You know what I mean when I say "until." Until someone messes with my wife or kids. Until someone messes with my reputation. Until someone lies, or cheats, or steals, or hurts, or whatever. We all have buttons that people can push. Murder. Rape. Pedophilia. Adultery. And once my "until" button is pushed, I want to be judge, jury, and executioner.
People do things that I really struggle to forgive. Things I struggle to understand how God forgives. Things I would think God would respond to in "Old Testament fashion." You know, fire from heaven, the earth opening up and swallowing them, Angel of Death, plague, leprosy . . . You get the picture. I think a few lightning strikes are in order.
When God doesn't respond that way, my sense of "justice" kicks in. This person did something wrong, and they should be punished. If God's not going to do something about it, I will.
Now, I know I'm not supposed to think like that. I know it's not my role. I know God is just and will avenge. What I want, though, is something different. I want that person punished. Now. Eye for eye. Tooth for tooth. Life for life.
The problem (or one of them) is . . .
I only want this applied one way. I want it applied by me, not to me. Here's what I mean. If someone murders someone, I think swift justice is in order. But, according to Jesus, hating someone is the same as murder. Have I ever hated someone, even for just a moment? Yes. Do I want my form of justice applied? No.
I try to justify my position by saying that actually murdering someone and just thinking about it are obviously different. Or by knowing that I've never thought about molesting a child, and if I did, I'd deserve to be put down. The problem with this is that all sin deserves punishment. The wages of any and every sin, what all sinners deserve, is death.

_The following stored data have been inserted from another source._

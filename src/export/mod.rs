//! # Bundle Export Module
//!
//! Serializes scene prompts and generated images into one downloadable
//! ZIP archive with stable, human-sortable entry names.

use std::fmt::Write as _;
use std::io::{Seek, Write};
use std::path::{Path, PathBuf};

use tracing::info;
use zip::write::SimpleFileOptions;
use zip::ZipWriter;

use crate::error::{ArchiveError, Result};
use crate::scene::Scene;

/// Description of a written bundle
#[derive(Debug, Clone)]
pub struct ArchiveArtifact {
    pub path: PathBuf,
    pub entry_count: usize,
}

/// Writes the story bundle archive.
///
/// Layout: one `prompts.txt` with every scene's text in index order, one
/// `scene_<1-based>.<ext>` per scene with an image, and one
/// `motion_<1-based>.txt` per scene with a motion prompt. Entry names are
/// keyed on the scene's 1-based position so the archive sorts the same way
/// everywhere. Zero images is not an error.
pub struct BundleExporter;

impl BundleExporter {
    /// Export to a file on disk
    pub fn export_to_file<P: AsRef<Path>>(scenes: &[Scene], path: P) -> Result<ArchiveArtifact> {
        let path = path.as_ref();
        let file = std::fs::File::create(path)?;
        let entry_count = Self::export(scenes, file)?;

        info!("Bundle exported to {:?} ({} entries)", path, entry_count);
        Ok(ArchiveArtifact { path: path.to_path_buf(), entry_count })
    }

    /// Export to any seekable writer; returns the number of entries written
    pub fn export<W: Write + Seek>(scenes: &[Scene], writer: W) -> Result<usize> {
        let mut zip = ZipWriter::new(writer);
        let options = SimpleFileOptions::default();
        let mut entry_count = 0;

        write_entry(&mut zip, "prompts.txt", prompts_text(scenes).as_bytes(), options)?;
        entry_count += 1;

        for scene in scenes {
            let position = scene.index + 1;

            if let Some(image) = &scene.image {
                let name = format!("scene_{}.{}", position, image.format.extension());
                write_entry(&mut zip, &name, &image.bytes, options)?;
                entry_count += 1;
            }

            if let Some(motion) = &scene.motion_prompt {
                let name = format!("motion_{position}.txt");
                write_entry(&mut zip, &name, motion.as_bytes(), options)?;
                entry_count += 1;
            }
        }

        zip.finish().map_err(|e| ArchiveError::FinalizeFailed { reason: e.to_string() })?;
        Ok(entry_count)
    }
}

/// All scene text concatenated in index order, each scene preceded by its
/// position label and title, separated by blank lines
fn prompts_text(scenes: &[Scene]) -> String {
    let mut text = format!(
        "Story bundle exported {}\n\n",
        chrono::Local::now().format("%Y-%m-%d %H:%M")
    );
    for scene in scenes {
        let _ = writeln!(text, "Scene {}: {}", scene.index + 1, scene.title);
        let _ = writeln!(text, "{}", scene.summary);
        let _ = writeln!(text, "Image prompt: {}", scene.image_prompt);
        text.push('\n');
    }
    text
}

fn write_entry<W: Write + Seek>(
    zip: &mut ZipWriter<W>,
    name: &str,
    bytes: &[u8],
    options: SimpleFileOptions,
) -> Result<()> {
    zip.start_file(name, options).map_err(|e| ArchiveError::EntryFailed {
        name: name.to_string(),
        reason: e.to_string(),
    })?;
    zip.write_all(bytes).map_err(|e| ArchiveError::EntryFailed {
        name: name.to_string(),
        reason: e.to_string(),
    })?;
    Ok(())
}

To apply my form of justice, everybody would die an eternal spiritual death. Me included.
God offers forgiveness for all sin.
To get this out of the way, the "unforgivable sin" is to blasphemy the Holy Spirit (Mark 3 and Matthew 12). That's beyond the scope of this discussion. Outside of that, Jesus Christ died for all sins. Anyone who truly repents and accepts Jesus Christ as their Savior is forgiven, no matter what they've done. Sometimes that's hard for me to accept. To imagine that the rapists, the child molesters, the murderers could accept Jesus, be forgiven, and be with us in heaven.
Sometimes I don't want God to forgive them. Sometimes I don't think they deserve it. Then I realize, I don't either. Nothing I've done, or could do, earns me the right to be forgiven. I can never do enough "good" or be "good" enough to earn my salvation. My first sin, my slightest misstep, earned me hell. Without forgiveness, that's where I'd be headed.
It doesn't matter that I see certain sins as worse than others. The wages of all sin is death. The gift of God is eternal life through Jesus Christ (Romans 6:23). The gift is forgiveness, and it covers all sins of those who accept it, no matter who they are or what they've done. Period.
So where is justice?
Justice is in the hands of God, where it belongs. Jesus Christ paid the price for sin. If you accept that, God accepts the blood of Jesus as payment for your sin and justice is served. If you don't, you go to hell to pay for your sin for eternity, and justice is served. Either way, God decides. It is He, and only He, whom can make that decision.
When we try to take that justice from Him and act on our own, we step beyond our role and out of His will. That, my friends, is a very dangerous place to be.